Exercise directions
Filter task. Return each line of the material that holds the string "loose".
──────────
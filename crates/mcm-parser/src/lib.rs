#![forbid(unsafe_code)]

mod binder;
mod coerce;
mod document;
mod extract;
mod lexer;
mod namespace;
mod resolver;

pub use binder::{merge, merge_element, populate, populate_element};
pub use coerce::{coerce, parse_value, split_list};
pub use document::{
    KEY_ADDITIONAL_ATTRIBUTES, KEY_COORDINATES, KEY_ELEMENT_TYPE, KEY_POINTS, KEY_SOURCE,
    KEY_TARGET, KEY_ZOOM_LEVEL, RelationDocument, format_attribute_line, format_value,
    parse_model, parse_model_with_config, parse_node, parse_node_with_config, parse_relation,
    parse_relation_with_config, serialize_model, serialize_node, serialize_relation,
};
pub use extract::{
    Extraction, TITLE_SEPARATOR, extract, extract_attributes_from_comments, extract_model,
    extract_model_with_config, extract_with_config, join_title, split_title,
};
pub use lexer::{LineKind, Lexer, classify_line, lex};
pub use namespace::{
    KEY_CONFIGURATION_ID, KEY_TITLE, MODEL_ATTRIBUTES_SEPARATOR, NamespacedLine, SuperModel,
    export_configuration, export_configuration_with_config, extract_namespaced_attributes,
    extract_namespaced_attributes_with_config, import_configuration,
    import_configuration_with_config, is_namespaceable_key, is_namespaceable_model_id,
    match_namespaced_line, namespace_model_lines,
};
pub use resolver::{ResolvedNodes, resolve_nodes, resolve_nodes_with_config};

use indexmap::IndexMap;
use mcm_core::{
    Configuration, ConfigurationVersion, DslError, DslResult, ElementKind, EngineConfig,
    HasBaseAttributes, Model,
};
use serde::{Deserialize, Serialize};
use tracing::debug;

/// The stored texts of one configuration: one block per model, node and
/// relation.
#[derive(Debug, Clone, PartialEq, Eq, Default, Serialize, Deserialize)]
pub struct ConfigurationContents {
    pub models: Vec<String>,
    pub nodes: Vec<String>,
    pub relations: Vec<String>,
}

pub fn parse_configuration<M: AsRef<str>, N: AsRef<str>, R: AsRef<str>>(
    model_texts: &[M],
    node_texts: &[N],
    relation_texts: &[R],
    name: &str,
    version: Option<ConfigurationVersion>,
) -> DslResult<Configuration> {
    parse_configuration_with_config(
        model_texts,
        node_texts,
        relation_texts,
        name,
        version,
        &EngineConfig::default(),
    )
}

/// Parses models, resolves nodes and relations as one batch and assigns
/// every node to the model its `modelId` names. Nodes without a `modelId`
/// are collected in an implicit unassigned model placed first.
pub fn parse_configuration_with_config<M: AsRef<str>, N: AsRef<str>, R: AsRef<str>>(
    model_texts: &[M],
    node_texts: &[N],
    relation_texts: &[R],
    name: &str,
    version: Option<ConfigurationVersion>,
    config: &EngineConfig,
) -> DslResult<Configuration> {
    let mut models: Vec<Model> = Vec::with_capacity(model_texts.len());
    let mut model_index: IndexMap<String, usize> = IndexMap::new();
    for (position, text) in model_texts.iter().enumerate() {
        let model = parse_model_with_config(text.as_ref(), config);
        let Some(id) = model.id().map(str::to_string) else {
            return Err(DslError::missing_id(ElementKind::Model));
        };
        if let Some(&first) = model_index.get(&id) {
            return Err(DslError::DuplicateId {
                kind: ElementKind::Model,
                id,
                first,
                second: position,
            });
        }
        model_index.insert(id, models.len());
        models.push(model);
    }

    let resolved = resolve_nodes_with_config(node_texts, relation_texts, config)?;
    let mut unassigned = Model {
        zoom_level: config.reference_zoom,
        ..Model::default()
    };
    unassigned.attributes.id.clone_from(&config.unassigned_model_id);

    for node in resolved.into_nodes() {
        let Some(model_id) = node.attributes.model_id.as_deref() else {
            unassigned.nodes.push(node);
            continue;
        };
        let Some(&index) = model_index.get(model_id) else {
            return Err(DslError::UnknownModel {
                node: node.id().unwrap_or_default().to_string(),
                model: model_id.to_string(),
            });
        };
        models[index].nodes.push(node);
    }
    if !unassigned.nodes.is_empty() {
        models.insert(0, unassigned);
    }

    debug!(
        models = models.len(),
        nodes = node_texts.len(),
        relations = relation_texts.len(),
        "parsed configuration"
    );
    Ok(Configuration {
        name: name.to_string(),
        version,
        models,
    })
}

/// Writes every model, node and relation of a configuration. Nodes without
/// a `modelId` inherit their model's id and relations without one inherit
/// their source node's. The graph itself is not modified.
pub fn serialize_configuration(configuration: &Configuration) -> DslResult<ConfigurationContents> {
    let mut contents = ConfigurationContents::default();
    for model in &configuration.models {
        if model.id().is_some() {
            contents.models.push(serialize_model(model)?);
        }

        for node in &model.nodes {
            let mut node = node.clone();
            if node.attributes.model_id.is_none() {
                node.attributes.model_id.clone_from(&model.attributes.id);
            }
            let relations = std::mem::take(&mut node.relations);
            contents.nodes.push(serialize_node(&node)?);

            let source = node.id().unwrap_or_default();
            for mut relation in relations {
                if relation.attributes.model_id.is_none() {
                    relation
                        .attributes
                        .model_id
                        .clone_from(&node.attributes.model_id);
                }
                contents
                    .relations
                    .push(serialize_relation(&relation, source)?);
            }
        }
    }
    Ok(contents)
}

#[cfg(test)]
mod tests {
    use super::*;
    use mcm_core::{DslErrorCode, GraphSnapshot, Node, Rect, Relation};

    fn sample_configuration() -> Configuration {
        let mut a = Node::with_id("a");
        a.position = Rect::new(0, 0, 40, 20);
        a.attributes.base.title = "Press".to_string();
        let mut to_b = Relation::to_target("b");
        to_b.position = Rect::new(40, 10, 60, 1);
        a.relations.push(to_b);

        let mut b = Node::with_id("b");
        b.position = Rect::new(100, 0, 40, 20);
        b.relations.push(Relation::to_target("a"));

        let mut model = Model::with_id("m1", 10);
        model.attributes.title = "Line".to_string();
        model.nodes = vec![a, b];

        let mut configuration = Configuration::new("plant");
        configuration.models.push(model);
        configuration
    }

    #[test]
    fn configuration_roundtrips_through_texts() {
        let configuration = sample_configuration();
        let contents = serialize_configuration(&configuration).expect("serializable");
        assert_eq!(contents.models.len(), 1);
        assert_eq!(contents.nodes.len(), 2);
        assert_eq!(contents.relations.len(), 2);

        let parsed = parse_configuration(
            &contents.models,
            &contents.nodes,
            &contents.relations,
            "plant",
            None,
        )
        .expect("parsable");
        assert_eq!(parsed.models.len(), 1);
        let model = &parsed.models[0];
        assert_eq!(model.id(), Some("m1"));
        assert_eq!(model.attributes.title, "Line");
        let a = model.find_node("a").expect("node a");
        assert_eq!(a.attributes.base.title, "Press");
        assert_eq!(a.attributes.model_id.as_deref(), Some("m1"));
        assert_eq!(a.relations[0].target.as_deref(), Some("b"));
        assert_eq!(a.relations[0].position, Rect::new(40, 10, 60, 1));
        assert_eq!(
            a.relations[0].attributes.model_id.as_deref(),
            Some("m1")
        );
    }

    #[test]
    fn serialization_does_not_touch_the_graph() {
        let configuration = sample_configuration();
        let before = configuration.clone();
        serialize_configuration(&configuration).expect("serializable");
        assert_eq!(configuration, before);
    }

    #[test]
    fn node_without_id_blocks_serialization() {
        let mut configuration = sample_configuration();
        configuration.models[0].nodes.push(Node::default());
        let error = serialize_configuration(&configuration).expect_err("id required");
        assert_eq!(error, DslError::missing_id(ElementKind::Node));
    }

    #[test]
    fn duplicate_model_ids_fail_the_batch() {
        let error = parse_configuration(
            &["// id: \"m\"\n", "// id: \"m\"\n"],
            &[] as &[&str],
            &[] as &[&str],
            "c",
            None,
        )
        .expect_err("duplicate model");
        assert_eq!(
            error,
            DslError::DuplicateId {
                kind: ElementKind::Model,
                id: "m".to_string(),
                first: 0,
                second: 1,
            }
        );
    }

    #[test]
    fn node_naming_unknown_model_fails() {
        let error = parse_configuration(
            &["// id: \"m\"\n"],
            &["// id: \"n\"\n// modelId: \"other\"\n"],
            &[] as &[&str],
            "c",
            None,
        )
        .expect_err("unknown model");
        assert_eq!(error.code(), DslErrorCode::UnknownModel);
    }

    #[test]
    fn nodes_without_model_are_collected_first() {
        let parsed = parse_configuration(
            &["// id: \"m\"\n"],
            &["// id: \"loose\"\n"],
            &[] as &[&str],
            "c",
            Some(ConfigurationVersion {
                hash: "abc".to_string(),
                name: "v1".to_string(),
                custom_name: None,
            }),
        )
        .expect("parsable");
        assert_eq!(parsed.models.len(), 2);
        assert_eq!(parsed.models[0].id(), None);
        assert_eq!(parsed.models[0].nodes[0].id(), Some("loose"));
        assert_eq!(parsed.version.map(|version| version.name), Some("v1".to_string()));
    }

    #[test]
    fn parsed_cycle_converts_to_snapshot() {
        let configuration = sample_configuration();
        let contents = serialize_configuration(&configuration).expect("serializable");
        let parsed = parse_configuration(
            &contents.models,
            &contents.nodes,
            &contents.relations,
            "plant",
            None,
        )
        .expect("parsable");

        let snapshot = GraphSnapshot::from_configuration(&parsed);
        assert_eq!(snapshot.nodes.len(), 2);
        assert_eq!(snapshot.to_configuration(), parsed);
    }
}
──────────
Response for this exercise
            &["// id: \"loose\"\n"],
        assert_eq!(parsed.models[0].nodes[0].id(), Some("loose"));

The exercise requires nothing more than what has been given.